BSP aims for half of financial transactions in the country to go digital by 2023. Faster processing of payments speeds up capital turnaround and income growth, he said.

Amid BSP’s enabling regulations and active engagement with industry players, the Philippines is poised to hit the 50-percent target in two years. The share of digital payments to total financial transactions rose to 20.1 percent in 2020.

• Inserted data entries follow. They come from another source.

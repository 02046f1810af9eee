//! Non-owning view of a running session worker.
//!
//! The registry and supervision only ever see a [`WorkerHandle`]. Sockets
//! and relay handles stay inside the worker; the handle carries the
//! signals, the last-interaction clock and what observers may read.

use crate::error::{GatewayError, Result};
use crate::model::{ActiveSessionRecord, SessionSide, now_ms};
use crate::session::{SessionState, StateCell};
use relaygate_relay::{RelayDescriptor, SessionId};
use std::sync::atomic::{AtomicBool, AtomicU64, Ordering};
use std::sync::{Mutex, PoisonError, RwLock};
use std::time::Duration;
use tokio::sync::{mpsc, oneshot};
use tokio_util::sync::CancellationToken;

/// Requests a worker acts on from inside its relay loop
#[derive(Debug)]
pub(crate) enum WorkerCommand {
    /// Move the session to `relay` as the initiator
    Switch {
        relay: RelayDescriptor,
        reply: oneshot::Sender<Result<()>>,
    },
}

/// Shared handle on one session worker
#[derive(Debug)]
pub struct WorkerHandle {
    record: ActiveSessionRecord,
    state: StateCell,
    last_interaction_ms: AtomicU64,
    /// Drain queued relay data, then stop
    interrupt: CancellationToken,
    /// Stop now
    close: CancellationToken,
    finished: CancellationToken,
    teardown_started: AtomicBool,
    relay: RwLock<RelayDescriptor>,
    last_error: Mutex<Option<GatewayError>>,
    commands: mpsc::UnboundedSender<WorkerCommand>,
}

impl WorkerHandle {
    pub(crate) fn new(
        record: ActiveSessionRecord,
    ) -> (Self, mpsc::UnboundedReceiver<WorkerCommand>) {
        let (commands, rx) = mpsc::unbounded_channel();
        let handle = Self {
            relay: RwLock::new(record.relay.clone()),
            last_interaction_ms: AtomicU64::new(record.started_at_ms),
            record,
            state: StateCell::new(),
            interrupt: CancellationToken::new(),
            close: CancellationToken::new(),
            finished: CancellationToken::new(),
            teardown_started: AtomicBool::new(false),
            last_error: Mutex::new(None),
            commands,
        };
        (handle, rx)
    }

    /// Session identity
    #[must_use]
    pub fn session(&self) -> &SessionId {
        &self.record.session
    }

    /// Local side of the session
    #[must_use]
    pub fn side(&self) -> SessionSide {
        self.record.side
    }

    /// Record fixed at establishment
    #[must_use]
    pub fn record(&self) -> &ActiveSessionRecord {
        &self.record
    }

    /// Current lifecycle state
    #[must_use]
    pub fn state(&self) -> SessionState {
        self.state.get()
    }

    pub(crate) fn transition_to(&self, to: SessionState) -> Result<SessionState> {
        self.state.transition_to(to)
    }

    /// Relay currently carrying the session
    #[must_use]
    pub fn relay(&self) -> RelayDescriptor {
        self.relay
            .read()
            .unwrap_or_else(PoisonError::into_inner)
            .clone()
    }

    pub(crate) fn set_relay(&self, relay: RelayDescriptor) {
        *self.relay.write().unwrap_or_else(PoisonError::into_inner) = relay;
    }

    /// Last byte transfer in either direction, milliseconds since the Unix epoch
    #[must_use]
    pub fn last_interaction_ms(&self) -> u64 {
        self.last_interaction_ms.load(Ordering::Relaxed)
    }

    /// Time since the last transfer as seen at `now_ms`
    #[must_use]
    pub fn idle_for(&self, now_ms: u64) -> Duration {
        Duration::from_millis(now_ms.saturating_sub(self.last_interaction_ms()))
    }

    /// Record a transfer now
    pub fn touch(&self) {
        self.touch_at(now_ms());
    }

    /// Record a transfer at `ms`. The clock never moves backwards.
    pub fn touch_at(&self, ms: u64) {
        self.last_interaction_ms.fetch_max(ms, Ordering::Relaxed);
    }

    /// Ask the worker to drain queued relay data and stop. Never blocks.
    pub fn interrupt(&self) {
        self.interrupt.cancel();
    }

    /// Ask the worker to stop immediately. Never blocks.
    pub fn close(&self) {
        self.close.cancel();
    }

    /// Returns true once an interrupt was requested
    #[must_use]
    pub fn is_interrupted(&self) -> bool {
        self.interrupt.is_cancelled()
    }

    /// Returns true once an immediate close was requested
    #[must_use]
    pub fn is_close_requested(&self) -> bool {
        self.close.is_cancelled()
    }

    pub(crate) fn interrupt_token(&self) -> &CancellationToken {
        &self.interrupt
    }

    pub(crate) fn close_token(&self) -> &CancellationToken {
        &self.close
    }

    /// Wait until the worker has torn the session down
    pub async fn finished(&self) {
        self.finished.cancelled().await;
    }

    /// Returns true once the session reached [`SessionState::Closed`]
    #[must_use]
    pub fn is_finished(&self) -> bool {
        self.finished.is_cancelled()
    }

    pub(crate) fn mark_finished(&self) {
        self.finished.cancel();
    }

    /// Claim the teardown. Only the first caller gets `true`.
    pub(crate) fn begin_teardown(&self) -> bool {
        !self.teardown_started.swap(true, Ordering::AcqRel)
    }

    /// Error that ended the session or was tolerated by policy
    #[must_use]
    pub fn last_error(&self) -> Option<GatewayError> {
        self.last_error
            .lock()
            .unwrap_or_else(PoisonError::into_inner)
            .clone()
    }

    pub(crate) fn record_error(&self, err: GatewayError) {
        *self.last_error.lock().unwrap_or_else(PoisonError::into_inner) = Some(err);
    }

    pub(crate) fn send_command(&self, command: WorkerCommand) -> Result<()> {
        self.commands
            .send(command)
            .map_err(|_| GatewayError::invalid_state("session worker is gone"))
    }
}
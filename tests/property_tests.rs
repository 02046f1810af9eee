//! Property-based tests for RelayGate
//!
//! Uses proptest to verify invariants across large input spaces.

use proptest::prelude::*;

// ============================================================================
// Queue Naming Properties
// ============================================================================

mod naming_properties {
    use super::*;
    use relaygate_relay::SessionId;

    proptest! {
        /// The four names carry the right prefixes and suffixes and never collide
        #[test]
        fn quadruple_shape(
            peer in "[a-z][a-z0-9.]{0,30}",
            queue_id in "[A-Za-z0-9_-]{1,32}",
        ) {
            let session = SessionId::new(peer.clone(), queue_id.clone()).unwrap();
            let queues = session.queues();

            prop_assert_eq!(&queues.request, &format!("REQ-{peer}-{queue_id}"));
            prop_assert_eq!(&queues.response, &format!("RESP-{peer}-{queue_id}"));
            prop_assert_eq!(&queues.request_control, &format!("{}-CONTROL", queues.request));
            prop_assert_eq!(&queues.response_control, &format!("{}-CONTROL", queues.response));

            let names = queues.names();
            for (i, a) in names.iter().enumerate() {
                for b in &names[i + 1..] {
                    prop_assert_ne!(a, b);
                }
            }
            prop_assert!(queues.is_control(&queues.request_control));
            prop_assert!(!queues.is_control(&queues.request));
        }

        /// Naming is a pure function of the session id
        #[test]
        fn naming_is_deterministic(
            peer in "[a-z.]{1,20}",
            queue_id in "[A-Za-z0-9]{1,24}",
        ) {
            let a = SessionId::new(peer.clone(), queue_id.clone()).unwrap();
            let b = SessionId::new(peer, queue_id).unwrap();
            prop_assert_eq!(a.queues(), b.queues());
        }

        /// Display and parse agree for queue ids without a slash
        #[test]
        fn session_id_text_form(
            peer in "[a-z./]{1,20}",
            queue_id in "[A-Za-z0-9]{1,24}",
        ) {
            let session = SessionId::new(peer, queue_id).unwrap();
            let parsed: SessionId = session.to_string().parse().unwrap();
            prop_assert_eq!(parsed, session);
        }
    }
}

// ============================================================================
// Sealed Envelope Properties
// ============================================================================

mod envelope_properties {
    use super::*;
    use rand_core::OsRng;
    use relaygate_crypto::{ENVELOPE_OVERHEAD, Identity, open, seal};
    use std::sync::OnceLock;

    fn pair() -> &'static (Identity, Identity) {
        static PAIR: OnceLock<(Identity, Identity)> = OnceLock::new();
        PAIR.get_or_init(|| (Identity::generate(&mut OsRng), Identity::generate(&mut OsRng)))
    }

    proptest! {
        #![proptest_config(ProptestConfig::with_cases(64))]

        /// Sealed payloads open to the same bytes with a fixed overhead
        #[test]
        fn seal_then_open(payload in prop::collection::vec(any::<u8>(), 0..4096)) {
            let (sender, recipient) = pair();
            let envelope = seal(sender, &recipient.public_key(), &payload).unwrap();
            prop_assert_eq!(envelope.len(), payload.len() + ENVELOPE_OVERHEAD);

            let opened = open(recipient, &sender.public_key(), &envelope).unwrap();
            prop_assert_eq!(opened, payload);
        }

        /// Any single flipped bit is an authentication failure
        #[test]
        fn bit_flip_rejected(
            payload in prop::collection::vec(any::<u8>(), 0..512),
            position in any::<prop::sample::Index>(),
            bit in 0u8..8,
        ) {
            let (sender, recipient) = pair();
            let mut envelope = seal(sender, &recipient.public_key(), &payload).unwrap();
            let index = position.index(envelope.len());
            envelope[index] ^= 1 << bit;

            let err = open(recipient, &sender.public_key(), &envelope).unwrap_err();
            prop_assert!(err.is_authentication_failure(), "unexpected error {err:?}");
        }

        /// Truncated envelopes never open
        #[test]
        fn truncation_rejected(
            payload in prop::collection::vec(any::<u8>(), 0..256),
            cut in any::<prop::sample::Index>(),
        ) {
            let (sender, recipient) = pair();
            let envelope = seal(sender, &recipient.public_key(), &payload).unwrap();
            let keep = cut.index(envelope.len());

            prop_assert!(open(recipient, &sender.public_key(), &envelope[..keep]).is_err());
        }
    }

    #[test]
    fn third_party_cannot_open() {
        let (sender, recipient) = pair();
        let eavesdropper = Identity::generate(&mut OsRng);
        let envelope = seal(sender, &recipient.public_key(), b"for recipient only").unwrap();

        let err = open(&eavesdropper, &sender.public_key(), &envelope).unwrap_err();
        assert!(err.is_authentication_failure());
    }
}

// ============================================================================
// Control Message Properties
// ============================================================================

mod control_properties {
    use super::*;
    use relaygate_relay::{ControlMessage, ErrorKind, RelayDescriptor, SessionId};

    proptest! {
        /// CLOSE is only accepted by the session it names
        #[test]
        fn close_bound_to_queue_id(
            ours in "[A-Za-z0-9]{1,16}",
            theirs in "[A-Za-z0-9]{1,16}",
        ) {
            let session = SessionId::new("gatekeeper.cloudA", ours.clone()).unwrap();
            let other = SessionId::new("gatekeeper.cloudA", theirs.clone()).unwrap();

            let body = ControlMessage::close(&other).to_bytes().unwrap();
            let decoded = ControlMessage::from_bytes(&body).unwrap();

            if ours == theirs {
                prop_assert!(decoded.expect_close(&session).is_ok());
            } else {
                let err = decoded.expect_close(&session).unwrap_err();
                prop_assert_eq!(err.kind(), ErrorKind::Security);
            }
        }

        /// Data payloads are never mistaken for control messages
        #[test]
        fn data_is_not_control(payload in prop::collection::vec(any::<u8>(), 0..256)) {
            prop_assume!(!payload.starts_with(b"RGC1"));
            let err = ControlMessage::from_bytes(&payload).unwrap_err();
            prop_assert_eq!(err.kind(), ErrorKind::Protocol);
        }

        /// SWITCH carries its target relay through encoding
        #[test]
        fn switch_keeps_target(
            host in "[a-z]{1,12}(\\.[a-z]{2,6})?",
            port in 1u16..,
        ) {
            let session = SessionId::new("gatekeeper.cloudA", "q1").unwrap();
            let relay = RelayDescriptor::new(host, port);
            let body = ControlMessage::switch(&session, relay.clone()).to_bytes().unwrap();

            let request = ControlMessage::from_bytes(&body)
                .unwrap()
                .expect_switch(&session)
                .unwrap();
            prop_assert_eq!(request.relay, relay);
            prop_assert_eq!(request.session, session);
        }
    }
}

“We expect further increases in 2021 amid the establishment of digital banks, expanded use of QR codes, and traditional banks’ enhancement of digital services, among other developments… This is consistent with our goal of shifting from a cash-heavy to a cash-lite economy,” Diokno said.

“We shouldn’t let the COVID-19 crisis go to waste: we should learn from it. We will rebound and build back better—toward a more technologically advanced, more inclusive, and more sustainable economy for all Filipinos,” Diokno said.